The Korea Football Association has buckled down to the task of saving footballer Park Jong-woo from hot water over his controversial sign at the London Olympics.
The association has dispatched a senior official to the sport’s global governing body FIFA in Zurich, Switzerland, to explain the incident, rather than submitting a report.
The South Korean footballer was barred from the medal ceremony for displaying a banner that read “Dokdo is our territory” in Korean, after South Korea beat Japan 2-0 in the bronze medal match. The IOC barred him from the medal ceremony, citing its charter banning athletes from making political statements at the Games. Dokdo is the South Korean islets also claimed by Japan.
Kim Joo-sung, secretary general of the KFA, will make the explanation to the FIFA, and left for Zurich Wednesday, association officials said, adding that a direct explanation would be more effective than submitting a report to clarify Park’s actions.
“The visit may be needed because a written explanation may not be adequate in light of the gravity of the case,” the KFA said in a news release.
The report compiled by the association contains its interview with Park, photos and video shots of his actions. Its point is that the act in question was not pre-meditated. Park picked up the Dokdo sign from a South Korean spectator and carried it around the pitch, the association said.

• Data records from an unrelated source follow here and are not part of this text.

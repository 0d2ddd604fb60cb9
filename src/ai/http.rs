// src/ai/http.rs
// Network-backed scoring oracle. Provider-agnostic: it POSTs the request
// shape from ai/mod.rs to a configured endpoint and expects the judgment
// shape back. Any vendor-specific prompt assembly lives behind that
// endpoint, not here.

use async_trait::async_trait;
use log::debug;
use reqwest::StatusCode;
use std::time::Duration;

use super::{OracleRequest, ScoringError, ScoringOracle};
use crate::config::DedupeConfig;
use crate::models::AiJudgment;

pub struct HttpScoringOracle {
    client: reqwest::Client,
    endpoint: String,
    api_key: Option<String>,
    timeout: Duration,
}

impl HttpScoringOracle {
    pub fn new(endpoint: String, api_key: Option<String>, config: &DedupeConfig) -> Self {
        let timeout = Duration::from_secs(config.oracle_timeout_secs);
        let client = reqwest::Client::builder()
            .timeout(timeout)
            .build()
            .unwrap_or_else(|_| reqwest::Client::new());
        Self {
            client,
            endpoint,
            api_key,
            timeout,
        }
    }

    /// Endpoint from `DEDUPE_ORACLE_URL`, optional bearer token from
    /// `DEDUPE_ORACLE_API_KEY`.
    pub fn from_env(config: &DedupeConfig) -> anyhow::Result<Self> {
        let endpoint = std::env::var("DEDUPE_ORACLE_URL")
            .map_err(|_| anyhow::anyhow!("DEDUPE_ORACLE_URL must be set for the http oracle"))?;
        let api_key = std::env::var("DEDUPE_ORACLE_API_KEY").ok();
        Ok(Self::new(endpoint, api_key, config))
    }

    fn map_status(status: StatusCode, body: String) -> ScoringError {
        match status {
            StatusCode::UNAUTHORIZED | StatusCode::FORBIDDEN => ScoringError::Auth,
            StatusCode::TOO_MANY_REQUESTS => ScoringError::QuotaExhausted,
            s if s.is_server_error() => ScoringError::Provider {
                status: s.as_u16(),
                message: body,
                retryable: true,
            },
            s => ScoringError::Provider {
                status: s.as_u16(),
                message: body,
                retryable: false,
            },
        }
    }
}

#[async_trait]
impl ScoringOracle for HttpScoringOracle {
    async fn analyze(&self, request: &OracleRequest) -> Result<AiJudgment, ScoringError> {
        debug!(
            "AI: scoring pair ({}, {}) via {}",
            request.entity_a.id, request.entity_b.id, self.endpoint
        );

        let mut builder = self.client.post(&self.endpoint).json(request);
        if let Some(key) = &self.api_key {
            builder = builder.bearer_auth(key);
        }

        let response = builder.send().await.map_err(|e| {
            if e.is_timeout() {
                ScoringError::Timeout(self.timeout)
            } else {
                ScoringError::Transport(e.to_string())
            }
        })?;

        let status = response.status();
        if !status.is_success() {
            let body = response.text().await.unwrap_or_default();
            return Err(Self::map_status(status, body));
        }

        response
            .json::<AiJudgment>()
            .await
            .map_err(|e| ScoringError::MalformedResponse(e.to_string()))
    }

    fn name(&self) -> &'static str {
        "http"
    }
}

Chung Mong-joon, honorary chairman of the KFA, intends to help the association from the sidelines. According to one of his aides Wednesday, he plans to make separate explanations to FIFA officials informally through his connections made when he served as a vice chairman of the FIFA.
The dispatch of KFA officials and Chung’s move to give them indirect help are not unrelated to a pressing situation facing the association especially after an email incident.
Major Japanese news media reported Tuesday, quoting the Japanese Football Association President Kuniya Daini, that the KFA sent an apologetic email to the JFA over Park’s actions. But the KFA refuted the report, calling it clearly incorrect. It said that the English-language email it had sent contains no word like “apology: and that it was delivered to convey “regret,” usual diplomatic rhetoric, and also to stress that Park had not acted on purpose.
The news on the email infuriated Korean football fans, who blamed the KFA for providing an excuse for Japan to find faults with Korea at a sensitive time. Chung also is said to have gotten angry, calling the email an “inappropriate and unnecessary thing.” He reportedly told KFA officials that Park’s situation involved the FIFA and the IOC, not the JFA.
Afterwards, the JFA extended an olive branch.
“We basically said to them that we have always had a good relationship, and that we want to maintain that relationship,” Daini was quoted as saying Wednesday by Kyodo news agency, following Japan’s 1-1 draw with Venezuela at Sapporo Dome. “We want to put the matter to rest. Now it’s in the hands of FIFA and the IOC.”
Even if the footballer is not given a medal at the end of the day, he is expected to be granted exemption from military service. Minister of Culture, Sports and Tourism Choe Kwang-shik said in a TV interview Monday: “Our laws state that athletes who win third place or higher at the Olympics will be exempted from military service. Park won third place in Olympic football as part of a team.”
The matter is under the scrutiny of the disciplinary committee of the FIFA. The IOC is awaiting the results of an investigation by the FIFA before it decides whether to award Park a medal.